▼

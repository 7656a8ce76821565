//! # Symbol Table
//!
//! Address-ordered index over the functions of the crashed program, plus the
//! bounds of its code segment.
//!
//! The table is built once from an external source (a CSV export, a plugin's
//! symbol section, ...) and never mutated afterwards, so a single instance can
//! be shared behind an `Arc` by any number of concurrent analyses.
//!
//! Lookups use the greatest lower bound: an address resolves to the last
//! symbol whose start address is `<=` it. Symbols carry no size, so an address
//! far past the end of the real function still resolves to it; callers decide
//! whether the address is plausible by checking [`CodeBounds`] first.

mod demangle;

use std::fmt;

use tracing::debug;

use self::demangle::make_symbol_name;
use crate::error::SymbolError;
use crate::types::SymbolName;

/// Scope label that symbol exports use for free functions
pub const GLOBAL_SCOPE: &str = "Global";

/// Half-open `[start, end)` range of the code segment
#[derive(Debug, Clone, Copy, PartialEq, Eq, Hash)]
pub struct CodeBounds
{
    start: u32,
    end: u32,
}

impl CodeBounds
{
    /// ## Errors
    ///
    /// [`SymbolError::InvalidBounds`] if `start > end`. An empty range is allowed
    /// and simply makes every address out of bounds.
    pub fn new(start: u32, end: u32) -> Result<Self, SymbolError>
    {
        if start > end {
            return Err(SymbolError::InvalidBounds { start, end });
        }
        Ok(Self { start, end })
    }

    pub const fn start(self) -> u32
    {
        self.start
    }

    pub const fn end(self) -> u32
    {
        self.end
    }

    pub const fn contains(self, address: u32) -> bool
    {
        address >= self.start && address < self.end
    }
}

impl fmt::Display for CodeBounds
{
    fn fmt(&self, f: &mut fmt::Formatter<'_>) -> fmt::Result
    {
        write!(f, "{:08x}..{:08x}", self.start, self.end)
    }
}

/// A function start address with its name and optional scope
#[derive(Debug, Clone, PartialEq, Eq)]
pub struct Symbol
{
    address: u32,
    name: SymbolName,
    scope: Option<String>,
}

impl Symbol
{
    pub fn new(address: u32, name: impl Into<String>, scope: Option<String>) -> Self
    {
        Self {
            address,
            name: make_symbol_name(name.into()),
            scope,
        }
    }

    pub fn address(&self) -> u32
    {
        self.address
    }

    pub fn name(&self) -> &SymbolName
    {
        &self.name
    }

    pub fn scope(&self) -> Option<&str>
    {
        self.scope.as_deref()
    }

    /// `scope::name`, or just the name for unscoped and global symbols
    pub fn qualified_name(&self) -> String
    {
        match self.scope.as_deref() {
            Some(scope) if !scope.is_empty() && scope != GLOBAL_SCOPE => {
                format!("{scope}::{}", self.name.display_name())
            }
            _ => self.name.display_name().to_string(),
        }
    }
}

/// Result of resolving an address against the table
#[derive(Debug, Clone, PartialEq, Eq)]
pub struct ResolvedSymbol
{
    /// Qualified name of the enclosing symbol.
    pub name: String,
    /// Start address of the enclosing symbol.
    pub address: u32,
    /// Distance from the symbol start to the resolved address.
    pub offset: u32,
}

impl fmt::Display for ResolvedSymbol
{
    fn fmt(&self, f: &mut fmt::Formatter<'_>) -> fmt::Result
    {
        if self.offset == 0 {
            write!(f, "{}", self.name)
        } else {
            write!(f, "{}+0x{:x}", self.name, self.offset)
        }
    }
}

/// Immutable, address-sorted symbol index
#[derive(Debug, Clone)]
pub struct SymbolTable
{
    symbols: Vec<Symbol>,
    bounds: CodeBounds,
}

impl SymbolTable
{
    /// Build the table, sorting symbols by address
    ///
    /// The sort is stable: symbols sharing an address keep their input order,
    /// and lookups pick the last of them.
    pub fn new(symbols: impl IntoIterator<Item = Symbol>, bounds: CodeBounds) -> Self
    {
        let mut symbols: Vec<Symbol> = symbols.into_iter().collect();
        symbols.sort_by_key(Symbol::address);
        debug!(count = symbols.len(), bounds = %bounds, "built symbol table");
        Self { symbols, bounds }
    }

    /// Build a table from `(address, name, scope)` tuples.
    /// Useful for testing.
    pub fn from_entries(entries: Vec<(u32, &str, Option<&str>)>, bounds: CodeBounds) -> Self
    {
        Self::new(
            entries
                .into_iter()
                .map(|(address, name, scope)| Symbol::new(address, name, scope.map(str::to_string))),
            bounds,
        )
    }

    pub fn bounds(&self) -> CodeBounds
    {
        self.bounds
    }

    pub fn len(&self) -> usize
    {
        self.symbols.len()
    }

    pub fn is_empty(&self) -> bool
    {
        self.symbols.is_empty()
    }

    /// Symbols in address order
    pub fn iter(&self) -> impl Iterator<Item = &Symbol>
    {
        self.symbols.iter()
    }

    /// Whether `address` lies inside the code segment
    pub fn in_code(&self, address: u32) -> bool
    {
        self.bounds.contains(address)
    }

    /// Last symbol starting at or below `address`
    ///
    /// No bounds check is applied; see [`in_code`](Self::in_code).
    pub fn lookup(&self, address: u32) -> Option<&Symbol>
    {
        let idx = self.symbols.partition_point(|s| s.address <= address);
        idx.checked_sub(1).map(|i| &self.symbols[i])
    }

    /// Resolve `address` to its enclosing symbol name and offset
    pub fn resolve(&self, address: u32) -> Option<ResolvedSymbol>
    {
        self.lookup(address).map(|symbol| ResolvedSymbol {
            name: symbol.qualified_name(),
            address: symbol.address,
            offset: address - symbol.address,
        })
    }
}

▲

= Prompt =
Starting at the first line of the listing, retype every line up to and including the one with "so an address".

= Task answer =
repository 7656a8ce76821565
//! # Symbol Table
//!
//! Address-ordered index over the functions of the crashed program, plus the
//! bounds of its code segment.
//!
//! The table is built once from an external source (a CSV export, a plugin's
//! symbol section, ...) and never mutated afterwards, so a single instance can
//! be shared behind an `Arc` by any number of concurrent analyses.
//!
//! Lookups use the greatest lower bound: an address resolves to the last
//! symbol whose start address is `<=` it. Symbols carry no size, so an address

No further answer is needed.